My friends: ........ Oh wait, I don't have any, so nothing to worry about here.
The dick said to the ass, "this place is a shit hole."
The ass replied, "Yes, but you still keep coming."
I was going to log a pun about trees, but you wooden understand it.
My dad posted a picture of his condom challenge fail to his social media - it was a picture of me.
Why wouldn’t Mr. Bee 🐝 push Ms. Bee 🐝 away?
Because he loves his honey.
What planet did Hitler hate the most?
Jewpiter.
What was the favorite game in 2001? Flight simulator.
What has two wings and a halo?
A Chinese telephone. Wing-wing Halo?
What did the kid with leukemia watch last night? Finding Chemo.
Grammar: It's the difference between knowing your shit and knowing you're shit.
What is the similarity between a joke and food?

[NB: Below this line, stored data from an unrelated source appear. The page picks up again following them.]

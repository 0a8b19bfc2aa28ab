//! Interactive front end: a line-oriented shell over the tracker.
//!
//! Every command maps to the same [`Action`]s the one-shot command line
//! uses. Rows of the last listing can be addressed by number, so
//! `open 2` opens the second row; write `./2` for a folder named `2`.

use std::io::{BufRead, Write};
use std::path::PathBuf;

use ftrack_core::{PathRecord, SortKey};
use ftrack_shell::{Launcher, PathProbe, Tracker};

use crate::action::{execute, Action, Reply};
use crate::format::{format_records, OutputFormat};

const PROMPT: &str = "ftrack> ";

const HELP: &str = "\
commands:
  ls [frequency|recency|path] [asc|desc]   show history (pinned first)
  sort                                     switch between frequency and recency
  open [row|path]                          open a folder and record the visit
                                           (no argument: the folder opened last)
  visit <row|path>                         record a visit without opening
  pin <row|path> / unpin <row|path>        keep a folder at the top
  rm <row|path>                            delete a record (asks first)
  clear                                    delete all records (asks first)
  prune                                    delete records of vanished folders
  import <file>                            merge an old history database
  help, quit";

#[derive(Debug, Clone, PartialEq, Eq)]
enum Command {
    Run(Action),
    Confirm(Action, String),
    SetSort(Option<SortKey>, Option<bool>),
    ToggleSort,
    Help,
    Quit,
    Nothing,
}

struct Session {
    sort: SortKey,
    descending: bool,
    last_view: Vec<PathRecord>,
}

impl Session {
    fn list_action(&self) -> Action {
        Action::List {
            sort: self.sort,
            descending: self.descending,
        }
    }

    /// A row number from the last listing, or the text as a path.
    fn target(&self, arg: &str) -> Result<String, String> {
        if arg.is_empty() {
            return Err("missing row number or path".to_string());
        }
        match arg.parse::<usize>() {
            Ok(n) => self
                .last_view
                .get(n.wrapping_sub(1))
                .map(|r| r.path.clone())
                .ok_or_else(|| format!("no row {n} in the last listing")),
            Err(_) => Ok(arg.to_string()),
        }
    }

    fn parse(&self, line: &str) -> Result<Command, String> {
        let line = line.trim();
        let (word, rest) = line
            .split_once(char::is_whitespace)
            .map(|(w, r)| (w, r.trim()))
            .unwrap_or((line, ""));

        let command = match word.to_ascii_lowercase().as_str() {
            "" => Command::Nothing,
            "help" | "?" => Command::Help,
            "quit" | "exit" | "q" => Command::Quit,
            "sort" => Command::ToggleSort,
            "ls" | "list" => {
                let mut sort = None;
                let mut descending = None;
                for arg in rest.split_whitespace() {
                    match arg.to_ascii_lowercase().as_str() {
                        "asc" => descending = Some(false),
                        "desc" => descending = Some(true),
                        other => sort = Some(other.parse::<SortKey>().map_err(|e| e.to_string())?),
                    }
                }
                Command::SetSort(sort, descending)
            }
            "open" | "o" if rest.is_empty() => Command::Run(Action::OpenLast),
            "open" | "o" => Command::Run(Action::Open(self.target(rest)?)),
            "visit" => Command::Run(Action::Visit(self.target(rest)?)),
            "pin" => Command::Run(Action::Pin(self.target(rest)?)),
            "unpin" => Command::Run(Action::Unpin(self.target(rest)?)),
            "rm" | "remove" | "del" => {
                let path = self.target(rest)?;
                let question = format!("delete the record of {path}? [y/N] ");
                Command::Confirm(Action::Remove(path), question)
            }
            "clear" => Command::Confirm(Action::Clear, "delete ALL records? [y/N] ".to_string()),
            "prune" => Command::Run(Action::Prune),
            "import" if !rest.is_empty() => Command::Run(Action::Import(PathBuf::from(rest))),
            "import" => return Err("missing file to import".to_string()),
            other => return Err(format!("unknown command '{other}', try 'help'")),
        };
        Ok(command)
    }
}

/// Run the shell until `quit` or end of input.
///
/// # Errors
///
/// Returns an error only if reading input or writing output fails;
/// tracker errors are reported in the session and the shell continues.
pub fn run<P, L, R, W>(tracker: &mut Tracker<P, L>, mut input: R, out: &mut W) -> std::io::Result<()>
where
    P: PathProbe,
    L: Launcher,
    R: BufRead,
    W: Write,
{
    let mut session = Session {
        sort: SortKey::Frequency,
        descending: true,
        last_view: Vec::new(),
    };
    show_listing(tracker, &mut session, out)?;

    let mut line = String::new();
    loop {
        write!(out, "{PROMPT}")?;
        out.flush()?;
        line.clear();
        if input.read_line(&mut line)? == 0 {
            writeln!(out)?;
            break;
        }

        let command = match session.parse(&line) {
            Ok(command) => command,
            Err(message) => {
                writeln!(out, "error: {message}")?;
                continue;
            }
        };

        match command {
            Command::Nothing => {}
            Command::Quit => break,
            Command::Help => writeln!(out, "{HELP}")?,
            Command::ToggleSort => {
                session.sort = session.sort.toggled();
                session.descending = true;
                show_listing(tracker, &mut session, out)?;
            }
            Command::SetSort(sort, descending) => {
                if let Some(sort) = sort {
                    session.sort = sort;
                }
                if let Some(descending) = descending {
                    session.descending = descending;
                }
                show_listing(tracker, &mut session, out)?;
            }
            Command::Confirm(action, question) => {
                write!(out, "{question}")?;
                out.flush()?;
                line.clear();
                input.read_line(&mut line)?;
                if matches!(line.trim().to_ascii_lowercase().as_str(), "y" | "yes") {
                    run_action(tracker, &mut session, action, out)?;
                } else {
                    writeln!(out, "cancelled")?;
                }
            }
            Command::Run(action) => run_action(tracker, &mut session, action, out)?,
        }
    }
    Ok(())
}

fn run_action<P: PathProbe, L: Launcher, W: Write>(
    tracker: &mut Tracker<P, L>,
    session: &mut Session,
    action: Action,
    out: &mut W,
) -> std::io::Result<()> {
    let mutates = action.mutates();
    match execute(tracker, action) {
        Ok(reply) => {
            if let Some(message) = reply.message() {
                writeln!(out, "{message}")?;
            }
            if mutates {
                show_listing(tracker, session, out)?;
            }
        }
        Err(e) => writeln!(out, "error: {e}")?,
    }
    Ok(())
}

fn show_listing<P: PathProbe, L: Launcher, W: Write>(
    tracker: &mut Tracker<P, L>,
    session: &mut Session,
    out: &mut W,
) -> std::io::Result<()> {
    match execute(tracker, session.list_action()) {
        Ok(Reply::Listing(records)) => {
            writeln!(
                out,
                "-- by {} ({}) --",
                session.sort,
                if session.descending { "desc" } else { "asc" }
            )?;
            writeln!(out, "{}", format_records(&records, OutputFormat::Table))?;
            session.last_view = records;
        }
        Ok(_) => {}
        Err(e) => writeln!(out, "error: {e}")?,
    }
    Ok(())
}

Some people just don't get them!
Do your buses run on time?
No, they run on diesel.
Trump is going too far.
He deported a printer because it didn't have papers.
Why do people want emo grass? Because it'll cut itself.
What do you call a terrorist in a kids' swimming pool?
A bath bomb.
Why did Sally fall out of the swing?
She had no arms.
Why couldn’t she get up?
Because she had no friends.
What do you call a sex offender attending church? A priest.